■ EXERCISE REQUIREMENTS ■
Starting with the first line of the records, write out each line exactly until you have included the line containing "let mut url".

DATA SUPPLIED START

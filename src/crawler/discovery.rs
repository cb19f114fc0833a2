//! Link discovery over paginated search results
//!
//! Page 0 of the search tells us how many results exist; every search page is
//! then fetched concurrently and the detail links on it are pushed onto the
//! work queue. Discovery never fails a run: an unreadable count degrades to one
//! page, and a search page that keeps failing is skipped.

use crate::config::SourceConfig;
use crate::crawler::fetcher::{FetchResult, PageFetcher};
use crate::crawler::queue::LinkQueue;
use crate::crawler::retry::{RetryDecision, RetryPolicy, RetryState, Sleeper};
use crate::{ConfigError, HarvestError};
use futures::future::join_all;
use scraper::{Html, Selector};
use url::Url;

/// How the search site paginates and marks up its results
#[derive(Debug, Clone)]
pub struct SearchLayout {
    search_url: Url,
    origin: Url,
    page_size: u32,
    card_selector: Selector,
    total_count_selector: Selector,
}

fn parse_selector(selector: &str) -> Result<Selector, HarvestError> {
    Selector::parse(selector).map_err(|e| {
        HarvestError::Config(ConfigError::InvalidSelector {
            selector: selector.to_string(),
            message: format!("{:?}", e),
        })
    })
}

impl SearchLayout {
    pub fn from_config(source: &SourceConfig) -> Result<Self, HarvestError> {
        let search_url = Url::parse(&source.search_url)?;
        let origin = match &source.site_origin {
            Some(origin) => Url::parse(origin)?,
            None => Url::parse(&search_url.origin().ascii_serialization())?,
        };

        Ok(Self {
            search_url,
            origin,
            page_size: source.page_size.max(1),
            card_selector: parse_selector(&source.card_selector)?,
            total_count_selector: parse_selector(&source.total_count_selector)?,
        })
    }

    pub fn page_size(&self) -> u32 {
        self.page_size
    }

    /// URL of a 0-indexed search page
    ///
    /// Any `page` parameter already on the search URL is replaced; the other
    /// query parameters are kept in order.
    pub fn page_url(&self, page: u32) -> String {
        let mut url = self.search_url.clone();
        let retained: Vec<(String, String)> = url
            .query_pairs()
            .filter(|(key, _)| key != "page")
            .map(|(key, value)| (key.into_owned(), value.into_owned()))
            .collect();

        url.query_pairs_mut()
            .clear()
            .extend_pairs(retained)
            .append_pair("page", &page.to_string());

        url.to_string()
    }

    /// Reads the displayed total result count from a search page
    pub fn parse_total_results(&self, html: &str) -> Option<u64> {
        let document = Html::parse_document(html);
        let element = document.select(&self.total_count_selector).next()?;
        let digits: String = element
            .text()
            .flat_map(|t| t.chars())
            .filter(|c| c.is_ascii_digit())
            .collect();

        digits.parse().ok()
    }

    /// Collects absolute detail-page URLs from the result cards on a search page
    pub fn extract_card_links(&self, html: &str) -> Vec<String> {
        let document = Html::parse_document(html);
        let mut links = Vec::new();

        for card in document.select(&self.card_selector) {
            let Some(href) = card.value().attr("href") else {
                continue;
            };
            match self.origin.join(href.trim()) {
                Ok(url) => links.push(url.to_string()),
                Err(e) => tracing::debug!("Skipping card link {}: {}", href, e),
            }
        }

        links
    }
}

/// Number of search pages needed to show `total` results
///
/// Saturates at `u32::MAX` for absurd counts.
pub fn total_pages_for(total: u64, page_size: u32) -> u32 {
    let page_size = u64::from(page_size.max(1));
    let pages = total / page_size + u64::from(total % page_size != 0);
    u32::try_from(pages).unwrap_or(u32::MAX)
}

/// Fetches search page 0 and works out how many pages the search spans
///
/// Returns 1 when the page cannot be fetched or shows no readable count.
pub async fn discover_total_pages(fetcher: &dyn PageFetcher, layout: &SearchLayout) -> u32 {
    let url = layout.page_url(0);

    let body = match fetcher.fetch(&url).await {
        FetchResult::Success { body } => body,
        failure => {
            tracing::warn!(
                "Could not fetch {} to count results ({}), assuming a single page",
                url,
                failure
            );
            return 1;
        }
    };

    match layout.parse_total_results(&body) {
        Some(total) => {
            let pages = total_pages_for(total, layout.page_size());
            tracing::info!("Found {} results across {} pages", total, pages);
            pages
        }
        None => {
            tracing::warn!("No result count on {}, assuming a single page", url);
            1
        }
    }
}

/// Collects the detail links on one search page into the queue
///
/// Failed fetches are retried according to `policy`.
///
/// # Returns
///
/// * `Some(n)` - The page was read and `n` links were queued
/// * `None` - The page was given up on
pub async fn discover_page_links(
    page: u32,
    fetcher: &dyn PageFetcher,
    sleeper: &dyn Sleeper,
    queue: &LinkQueue,
    layout: &SearchLayout,
    policy: RetryPolicy,
) -> Option<usize> {
    let url = layout.page_url(page);
    let mut retry = RetryState::new(policy);

    loop {
        let failure = match fetcher.fetch(&url).await {
            FetchResult::Success { body } => {
                let links = layout.extract_card_links(&body);
                let count = links.len();
                queue.extend(links);
                tracing::debug!("Queued {} links from search page {}", count, page);
                return Some(count);
            }
            failure => failure,
        };

        match retry.record(failure.class(), 0.0) {
            RetryDecision::RetryAfter(delay) => {
                tracing::warn!(
                    "Retry needed for search page {} ({}), waiting {:?}",
                    page,
                    failure,
                    delay
                );
                sleeper.sleep(delay).await;
            }
            _ => {
                tracing::warn!(
                    "Giving up on search page {} after {} attempts ({})",
                    page,
                    retry.attempts(),
                    failure
                );
                return None;
            }
        }
    }
}

/// Totals from one discovery pass
#[derive(Debug, Clone, Copy, Default, PartialEq, Eq)]
pub struct DiscoverySummary {
    pub pages_scanned: u64,
    pub pages_failed: u64,
    pub links_queued: u64,
}

/// Runs discovery for pages `0..pages` concurrently and waits for all of them
pub async fn discover_all(
    pages: u32,
    fetcher: &dyn PageFetcher,
    sleeper: &dyn Sleeper,
    queue: &LinkQueue,
    layout: &SearchLayout,
    policy: RetryPolicy,
) -> DiscoverySummary {
    let tasks = (0..pages)
        .map(|page| discover_page_links(page, fetcher, sleeper, queue, layout, policy));

    let mut summary = DiscoverySummary::default();
    for outcome in join_all(tasks).await {
        match outcome {
            Some(count) => {
                summary.pages_scanned += 1;
                summary.links_queued += count as u64;
            }
            None => summary.pages_failed += 1,
        }
    }

    summary
}
//! Database schema definitions
//!
//! This module contains all SQL schema definitions for the Lot-Harvester database.

/// SQL schema for the database
pub const SCHEMA_SQL: &str = r#"
-- Track harvest runs
CREATE TABLE IF NOT EXISTS runs (
    id INTEGER PRIMARY KEY AUTOINCREMENT,
    started_at TEXT NOT NULL,
    finished_at TEXT,
    config_hash TEXT NOT NULL,
    status TEXT NOT NULL,
    pages_scanned INTEGER NOT NULL DEFAULT 0,
    links_queued INTEGER NOT NULL DEFAULT 0,
    listings_saved INTEGER NOT NULL DEFAULT 0,
    links_dropped INTEGER NOT NULL DEFAULT 0
);

-- One row per listing, keyed by its detail-page URL
CREATE TABLE IF NOT EXISTS listings (
    id INTEGER PRIMARY KEY AUTOINCREMENT,
    source_url TEXT NOT NULL UNIQUE,
    title TEXT NOT NULL,
    price_usd INTEGER NOT NULL DEFAULT 0,
    odometer_km INTEGER NOT NULL DEFAULT 0,
    seller_name TEXT,
    phone_number INTEGER,
    primary_image_url TEXT,
    image_count INTEGER NOT NULL DEFAULT 0,
    plate_number TEXT,
    vin TEXT,
    first_seen_at TEXT NOT NULL,
    last_seen_at TEXT NOT NULL
);

CREATE INDEX IF NOT EXISTS idx_listings_plate ON listings(plate_number);
CREATE INDEX IF NOT EXISTS idx_listings_vin ON listings(vin);
CREATE INDEX IF NOT EXISTS idx_listings_last_seen ON listings(last_seen_at);
"#;

/// Initializes the database schema
///
/// Safe to call repeatedly; every statement is `IF NOT EXISTS`.
pub fn initialize_schema(conn: &rusqlite::Connection) -> Result<(), rusqlite::Error> {
    conn.execute_batch(SCHEMA_SQL)?;
    Ok(())
}
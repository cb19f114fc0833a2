//! Detail-page field extraction
//!
//! Every extractor is a total function over any document: a missing element,
//! unexpected text, or an unparsable number yields the field's default instead
//! of an error. Network and retry concerns live in the crawler, not here.

use crate::listing::Listing;
use once_cell::sync::Lazy;
use regex::Regex;
use scraper::{Html, Selector};

const TITLE_SELECTOR: &str = "#sideTitleTitle";
const PRICE_SELECTOR: &str = "#sidePrice";
const ODOMETER_SELECTOR: &str = "#basicInfoTableMainInfo0";
const SELLER_SELECTOR: &str = "#sellerInfoUserName";
const PHONE_SELECTOR: &str = "#sellerInfo button.size-large.conversion";
const GALLERY_IMAGE_SELECTOR: &str = "#photoSlider img";
const PHOTO_COUNT_SELECTOR: &str = "span.common-badge.alpha.medium";
const BADGES_SELECTOR: &str = "#badges";

/// Lowercase markers meaning the odometer figure is in thousands
const THOUSANDS_MARKERS: &[&str] = &["тис", "тыс", "thousand"];

/// Plate (`AA 1234 BB`) immediately followed by a 17-character VIN
static PLATE_VIN_PATTERN: Lazy<Regex> = Lazy::new(|| {
    Regex::new(r"([A-Z]{2}\s\d{4}\s[A-Z]{2})([A-Z0-9]{17})").expect("plate/VIN pattern is valid")
});

static NUMBER_PATTERN: Lazy<Regex> =
    Lazy::new(|| Regex::new(r"\d+").expect("number pattern is valid"));

/// Parses a fetched detail page into a listing record
///
/// Never fails: fields that cannot be found keep their zero value.
///
/// # Example
///
/// ```
/// use lot_harvester::listing::parse_listing;
///
/// let html = r#"<div id="sideTitleTitle">Skoda Octavia 2019</div>"#;
/// let listing = parse_listing(html, "https://cars.example.com/auto_1.html");
/// assert_eq!(listing.title, "Skoda Octavia 2019");
/// assert_eq!(listing.odometer_km, 0);
/// ```
pub fn parse_listing(html: &str, source_url: &str) -> Listing {
    let document = Html::parse_document(html);
    let (plate_number, vin) = extract_plate_and_vin(&document);

    Listing {
        source_url: source_url.to_string(),
        title: extract_title(&document),
        price_usd: extract_price_usd(&document),
        odometer_km: extract_odometer_km(&document),
        seller_name: extract_seller_name(&document),
        phone_number: extract_phone_number(&document),
        primary_image_url: extract_primary_image_url(&document),
        image_count: extract_image_count(&document),
        plate_number,
        vin,
        last_seen_at: None,
    }
}

/// Returns the concatenated text of the first element matching `selector`
fn first_text(document: &Html, selector: &str) -> Option<String> {
    let selector = Selector::parse(selector).ok()?;
    document
        .select(&selector)
        .next()
        .map(|element| element.text().collect::<String>())
}

fn digits_only(text: &str) -> String {
    text.chars().filter(|c| c.is_ascii_digit()).collect()
}

pub fn extract_title(document: &Html) -> String {
    first_text(document, TITLE_SELECTOR)
        .map(|text| text.trim().to_string())
        .unwrap_or_default()
}

/// Extracts the USD price from text such as `"15 500 $ · 620 000 грн"`
///
/// Only the part before the first `$` is used; prices without a dollar amount are 0.
pub fn extract_price_usd(document: &Html) -> u64 {
    let Some(text) = first_text(document, PRICE_SELECTOR) else {
        return 0;
    };

    match text.split_once('$') {
        Some((amount, _)) => {
            let cleaned: String = amount.chars().filter(|c| !c.is_whitespace()).collect();
            cleaned.parse().unwrap_or(0)
        }
        None => 0,
    }
}

/// Extracts the odometer in kilometres
///
/// All digits in the element are joined; a thousands marker (`"95 тис. км"`)
/// multiplies the value by 1000.
pub fn extract_odometer_km(document: &Html) -> u64 {
    let Some(text) = first_text(document, ODOMETER_SELECTOR) else {
        return 0;
    };

    let value: u64 = match digits_only(&text).parse() {
        Ok(value) => value,
        Err(_) => return 0,
    };

    let lowered = text.to_lowercase();
    if THOUSANDS_MARKERS
        .iter()
        .any(|marker| lowered.contains(marker))
    {
        value.saturating_mul(1000)
    } else {
        value
    }
}

pub fn extract_seller_name(document: &Html) -> Option<String> {
    first_text(document, SELLER_SELECTOR)
        .map(|text| text.trim().to_string())
        .filter(|name| !name.is_empty())
}

/// Extracts the seller phone when it is rendered in the page
///
/// Numbers revealed by a script-driven button are not present in the HTML and
/// come back as `None`.
pub fn extract_phone_number(document: &Html) -> Option<i64> {
    let text = first_text(document, PHONE_SELECTOR)?;
    digits_only(&text).parse().ok()
}

/// Extracts the first gallery image (lazy-loaded via `data-src`)
pub fn extract_primary_image_url(document: &Html) -> Option<String> {
    let selector = Selector::parse(GALLERY_IMAGE_SELECTOR).ok()?;
    document
        .select(&selector)
        .find_map(|img| img.value().attr("data-src"))
        .map(|src| src.trim().to_string())
        .filter(|src| !src.is_empty())
}

/// Extracts the photo total from a badge such as `"1 з 24"`
///
/// The badge shows a position and a total; the second number is the total.
pub fn extract_image_count(document: &Html) -> u32 {
    let Some(text) = first_text(document, PHOTO_COUNT_SELECTOR) else {
        return 0;
    };

    NUMBER_PATTERN
        .find_iter(&text)
        .nth(1)
        .and_then(|m| m.as_str().parse().ok())
        .unwrap_or(0)
}

/// Extracts the registration plate and VIN from the badge strip
///
/// The badge text runs the plate and VIN together (`"AA 1234 BBWVWZZZ1JZXW000001"`).
pub fn extract_plate_and_vin(document: &Html) -> (Option<String>, Option<String>) {
    let Some(text) = first_text(document, BADGES_SELECTOR) else {
        return (None, None);
    };

    match PLATE_VIN_PATTERN.captures(&text) {
        Some(captures) => (
            captures.get(1).map(|m| m.as_str().to_string()),
            captures.get(2).map(|m| m.as_str().to_string()),
        ),
        None => (None, None),
    }
}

DATA SUPPLIED END

■ RESPONSE FOR THIS EXERCISE ■
filename src/crawler/discovery.rs
repository cb19f114fc0833a2
//! Link discovery over paginated search results
//!
//! Page 0 of the search tells us how many results exist; every search page is
//! then fetched concurrently and the detail links on it are pushed onto the
//! work queue. Discovery never fails a run: an unreadable count degrades to one
//! page, and a search page that keeps failing is skipped.

use crate::config::SourceConfig;
use crate::crawler::fetcher::{FetchResult, PageFetcher};
use crate::crawler::queue::LinkQueue;
use crate::crawler::retry::{RetryDecision, RetryPolicy, RetryState, Sleeper};
use crate::{ConfigError, HarvestError};
use futures::future::join_all;
use scraper::{Html, Selector};
use url::Url;

/// How the search site paginates and marks up its results
#[derive(Debug, Clone)]
pub struct SearchLayout {
    search_url: Url,
    origin: Url,
    page_size: u32,
    card_selector: Selector,
    total_count_selector: Selector,
}

fn parse_selector(selector: &str) -> Result<Selector, HarvestError> {
    Selector::parse(selector).map_err(|e| {
        HarvestError::Config(ConfigError::InvalidSelector {
            selector: selector.to_string(),
            message: format!("{:?}", e),
        })
    })
}

impl SearchLayout {
    pub fn from_config(source: &SourceConfig) -> Result<Self, HarvestError> {
        let search_url = Url::parse(&source.search_url)?;
        let origin = match &source.site_origin {
            Some(origin) => Url::parse(origin)?,
            None => Url::parse(&search_url.origin().ascii_serialization())?,
        };

        Ok(Self {
            search_url,
            origin,
            page_size: source.page_size.max(1),
            card_selector: parse_selector(&source.card_selector)?,
            total_count_selector: parse_selector(&source.total_count_selector)?,
        })
    }

    pub fn page_size(&self) -> u32 {
        self.page_size
    }

    /// URL of a 0-indexed search page
    ///
    /// Any `page` parameter already on the search URL is replaced; the other
    /// query parameters are kept in order.
    pub fn page_url(&self, page: u32) -> String {
        let mut url = self.search_url.clone();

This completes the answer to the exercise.